「凛君、大丈夫?なんだか、顔色悪いけど・・・?」
「悪くもなるわよ、涼子。喧嘩の現場を目の当たりにしたら、誰だって怖いから・・・。」
真相に気づかれないだろうかと、ガタブルと震える私に、見当違いなことを言ってくれる女子高生2人。
ガッターン!!
「え?」
「「きゃあ!?」」
そこへ、うるさい音がする。
両側から、涼子ちゃんと佐藤さんに飛びつかれる。
加えて、中の様子を見ていた男子生徒が小声で叫ぶ。
「見ろよ!尾村さんマジだぜ~!」
「悪鬼くん勝てるかな?」
「俺、尾村先輩が勝つ方に千円!」
「俺、引き分けだと思うぜ。5百円!」
「大穴ねらうなら、悪鬼君だろう~!?」
(本当に、観戦ゲームだな・・・)
その様子に、自分の学校のクラスの男子を思い出す。
なにかあると、金品を賭けるゲームをしていたことを。
(それにしても・・・・)
「喧嘩を賭け事にまで、発展させるなんて・・・・性質が悪い。」
「だから、危ないんです。」
周囲のギャラリーの反応をつぶやけば、それを涼子ちゃんが拾って返してくれた。
「危ないから、このまま帰った方がいいですよ、凛君。
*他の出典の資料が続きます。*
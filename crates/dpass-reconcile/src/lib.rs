//! dpass-reconcile
//!
//! Keeps the derived allocation view consistent with the two stores, and
//! gates every operator mutation against it.
//!
//! - [`Maintainer`]: one background task that recomputes the view from the
//!   newest (entries, totals) snapshot pair and publishes it atomically.
//!   Bursts of store notifications coalesce into a single trailing
//!   recompute; out-of-order snapshots are dropped by per-feed
//!   [`RevisionWatermark`]s.
//! - [`AllocationDesk`]: validate-then-write mutation API. Validation reads
//!   the latest published state; the view itself only moves when the
//!   stores report the write back.
//!
//! Writers in different sessions each validate against their own snapshot.
//! Nothing here serialises them, so concurrent accepted writes can overdraw
//! a gate. The maintainer logs such gates at `warn` when it sees them.

mod desk;
mod maintainer;
mod watermark;

pub use desk::{AllocationDesk, DeskError, DEFAULT_CONFIRM_TIMEOUT};
pub use maintainer::{Attachment, Maintainer, MaintainerHandle, PublishedState};
pub use watermark::{RevisionFreshness, RevisionWatermark};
私が代わりに渡してあげますから・・・ね?」
優しく、私を気遣いながら言う涼子ちゃん。
「そうはいかないよ。」
そんな親切を、私は断った。
「俺が頼まれたことだから、ケジメを果たさなきゃいけない。」
「凛君・・・」
「それに、ここまで来たら、どんな奴か見てやろうって気にもなるでしょう?」
そう言ってウィンクしてから、私は一歩踏み出す。